(What the exercise asks) Each line in the listing below that contains "impl" should be returned.

*** Opening of Dataset extract ***

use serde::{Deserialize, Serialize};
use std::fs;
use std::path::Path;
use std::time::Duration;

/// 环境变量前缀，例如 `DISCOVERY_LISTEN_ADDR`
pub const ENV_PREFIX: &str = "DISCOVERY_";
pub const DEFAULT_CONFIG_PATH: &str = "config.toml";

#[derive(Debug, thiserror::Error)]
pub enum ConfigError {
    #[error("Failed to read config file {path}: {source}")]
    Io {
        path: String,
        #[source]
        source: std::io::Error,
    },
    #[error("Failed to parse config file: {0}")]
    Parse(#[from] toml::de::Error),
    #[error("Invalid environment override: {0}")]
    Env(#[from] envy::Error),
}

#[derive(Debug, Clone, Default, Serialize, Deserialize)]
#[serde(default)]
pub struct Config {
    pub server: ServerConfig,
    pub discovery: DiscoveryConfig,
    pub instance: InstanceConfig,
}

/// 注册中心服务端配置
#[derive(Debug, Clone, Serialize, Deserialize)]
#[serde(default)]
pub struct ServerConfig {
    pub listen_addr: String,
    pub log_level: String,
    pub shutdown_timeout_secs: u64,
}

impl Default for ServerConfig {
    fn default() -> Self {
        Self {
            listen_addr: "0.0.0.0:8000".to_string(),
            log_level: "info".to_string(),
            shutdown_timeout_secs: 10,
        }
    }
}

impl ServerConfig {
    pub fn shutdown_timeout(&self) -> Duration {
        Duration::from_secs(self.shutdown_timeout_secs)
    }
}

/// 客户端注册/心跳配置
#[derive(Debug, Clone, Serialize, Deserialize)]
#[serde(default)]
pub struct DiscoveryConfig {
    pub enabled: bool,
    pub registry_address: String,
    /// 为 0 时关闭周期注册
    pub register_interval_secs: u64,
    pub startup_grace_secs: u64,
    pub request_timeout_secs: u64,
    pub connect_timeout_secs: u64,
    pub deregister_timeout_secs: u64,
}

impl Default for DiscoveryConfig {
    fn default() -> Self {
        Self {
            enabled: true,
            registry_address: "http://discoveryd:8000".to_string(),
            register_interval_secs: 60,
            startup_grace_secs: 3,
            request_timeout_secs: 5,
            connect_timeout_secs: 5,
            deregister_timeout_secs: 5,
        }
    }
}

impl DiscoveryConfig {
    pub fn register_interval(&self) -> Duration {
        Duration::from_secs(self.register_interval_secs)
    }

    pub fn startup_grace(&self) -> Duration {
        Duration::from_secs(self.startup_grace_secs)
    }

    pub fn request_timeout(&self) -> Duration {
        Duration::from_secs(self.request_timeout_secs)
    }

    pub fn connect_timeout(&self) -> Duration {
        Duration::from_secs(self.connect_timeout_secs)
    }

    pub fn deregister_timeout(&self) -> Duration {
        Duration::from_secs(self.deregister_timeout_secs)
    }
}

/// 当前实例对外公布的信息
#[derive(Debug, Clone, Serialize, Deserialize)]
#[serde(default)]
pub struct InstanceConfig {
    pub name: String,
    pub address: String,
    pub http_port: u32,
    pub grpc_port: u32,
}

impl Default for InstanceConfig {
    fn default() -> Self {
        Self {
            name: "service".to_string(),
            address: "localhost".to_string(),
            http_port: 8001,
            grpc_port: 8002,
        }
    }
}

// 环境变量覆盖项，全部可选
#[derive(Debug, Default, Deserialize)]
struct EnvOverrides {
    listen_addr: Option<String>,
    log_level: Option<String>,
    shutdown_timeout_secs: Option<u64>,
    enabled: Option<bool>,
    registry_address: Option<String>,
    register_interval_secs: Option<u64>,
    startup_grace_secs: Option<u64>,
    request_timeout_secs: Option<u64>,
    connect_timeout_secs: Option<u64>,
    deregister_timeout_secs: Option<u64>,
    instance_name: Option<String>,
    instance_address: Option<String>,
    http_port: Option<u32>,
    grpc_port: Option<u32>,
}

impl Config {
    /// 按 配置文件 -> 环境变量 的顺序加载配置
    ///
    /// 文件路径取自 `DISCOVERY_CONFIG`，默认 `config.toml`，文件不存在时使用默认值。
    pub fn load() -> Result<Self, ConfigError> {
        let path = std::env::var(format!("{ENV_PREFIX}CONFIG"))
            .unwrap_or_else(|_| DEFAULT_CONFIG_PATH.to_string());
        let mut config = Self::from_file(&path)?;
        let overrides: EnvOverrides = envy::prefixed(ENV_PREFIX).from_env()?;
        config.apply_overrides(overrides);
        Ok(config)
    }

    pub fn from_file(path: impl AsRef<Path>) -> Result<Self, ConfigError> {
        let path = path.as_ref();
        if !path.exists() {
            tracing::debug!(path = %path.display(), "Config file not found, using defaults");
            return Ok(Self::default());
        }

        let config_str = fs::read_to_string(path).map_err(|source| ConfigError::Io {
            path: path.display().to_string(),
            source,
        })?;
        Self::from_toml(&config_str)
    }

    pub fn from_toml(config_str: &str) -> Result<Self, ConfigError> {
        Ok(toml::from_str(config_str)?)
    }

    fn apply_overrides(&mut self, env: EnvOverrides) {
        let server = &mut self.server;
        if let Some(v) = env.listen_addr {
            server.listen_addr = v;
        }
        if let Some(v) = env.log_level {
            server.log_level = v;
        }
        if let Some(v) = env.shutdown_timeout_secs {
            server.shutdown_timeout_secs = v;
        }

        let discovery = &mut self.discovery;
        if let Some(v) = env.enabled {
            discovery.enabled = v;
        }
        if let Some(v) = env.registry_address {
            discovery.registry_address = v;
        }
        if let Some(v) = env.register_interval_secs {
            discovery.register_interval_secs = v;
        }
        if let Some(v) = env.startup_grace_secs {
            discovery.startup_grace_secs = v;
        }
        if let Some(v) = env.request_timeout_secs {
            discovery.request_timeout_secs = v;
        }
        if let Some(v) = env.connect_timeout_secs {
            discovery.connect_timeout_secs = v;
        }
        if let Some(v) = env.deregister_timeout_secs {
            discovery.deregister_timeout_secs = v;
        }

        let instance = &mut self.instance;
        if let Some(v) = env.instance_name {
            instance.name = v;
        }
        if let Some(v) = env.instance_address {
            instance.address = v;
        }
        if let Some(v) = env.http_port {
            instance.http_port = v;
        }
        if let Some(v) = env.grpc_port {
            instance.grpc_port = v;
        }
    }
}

*** Close of Dataset extract ***
*** Opening of Dataset extract ***

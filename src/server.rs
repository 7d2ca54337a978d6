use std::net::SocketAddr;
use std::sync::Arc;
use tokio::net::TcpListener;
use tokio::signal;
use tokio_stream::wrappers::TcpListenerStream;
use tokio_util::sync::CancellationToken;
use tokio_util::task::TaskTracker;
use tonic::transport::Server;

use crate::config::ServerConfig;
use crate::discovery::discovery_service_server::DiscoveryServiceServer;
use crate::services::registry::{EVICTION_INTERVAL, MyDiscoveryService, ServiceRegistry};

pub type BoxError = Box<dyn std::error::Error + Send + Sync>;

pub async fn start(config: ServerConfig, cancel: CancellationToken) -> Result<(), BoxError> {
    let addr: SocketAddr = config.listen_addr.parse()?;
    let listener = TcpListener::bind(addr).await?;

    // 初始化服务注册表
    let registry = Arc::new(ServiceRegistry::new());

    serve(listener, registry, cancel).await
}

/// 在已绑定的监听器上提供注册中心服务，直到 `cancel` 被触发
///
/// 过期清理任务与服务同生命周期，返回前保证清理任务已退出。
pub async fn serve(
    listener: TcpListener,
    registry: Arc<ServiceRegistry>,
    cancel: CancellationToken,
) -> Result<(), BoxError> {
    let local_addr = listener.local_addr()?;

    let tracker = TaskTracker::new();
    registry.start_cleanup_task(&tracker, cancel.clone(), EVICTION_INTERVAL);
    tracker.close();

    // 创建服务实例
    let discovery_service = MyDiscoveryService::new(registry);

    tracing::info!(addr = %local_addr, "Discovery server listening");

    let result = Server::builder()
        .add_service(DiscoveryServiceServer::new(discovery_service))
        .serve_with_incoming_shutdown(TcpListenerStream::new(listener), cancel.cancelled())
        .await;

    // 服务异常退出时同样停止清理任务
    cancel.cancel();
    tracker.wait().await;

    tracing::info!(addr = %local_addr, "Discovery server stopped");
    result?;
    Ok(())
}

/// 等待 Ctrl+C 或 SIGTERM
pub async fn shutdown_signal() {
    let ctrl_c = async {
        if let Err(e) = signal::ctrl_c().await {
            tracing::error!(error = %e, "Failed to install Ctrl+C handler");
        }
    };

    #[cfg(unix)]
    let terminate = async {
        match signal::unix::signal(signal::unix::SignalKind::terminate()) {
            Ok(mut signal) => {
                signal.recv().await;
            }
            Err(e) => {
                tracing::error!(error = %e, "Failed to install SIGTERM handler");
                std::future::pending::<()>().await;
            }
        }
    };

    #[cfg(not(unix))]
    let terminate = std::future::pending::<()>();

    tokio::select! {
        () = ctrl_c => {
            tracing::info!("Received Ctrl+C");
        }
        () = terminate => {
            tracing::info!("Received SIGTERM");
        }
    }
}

*** Close of Dataset extract ***

(Expected answer)
impl Default for ServerConfig {
impl ServerConfig {
impl Default for DiscoveryConfig {
impl DiscoveryConfig {
impl Default for InstanceConfig {
impl Config {
    pub fn from_file(path: impl AsRef<Path>) -> Result<Self, ConfigError> {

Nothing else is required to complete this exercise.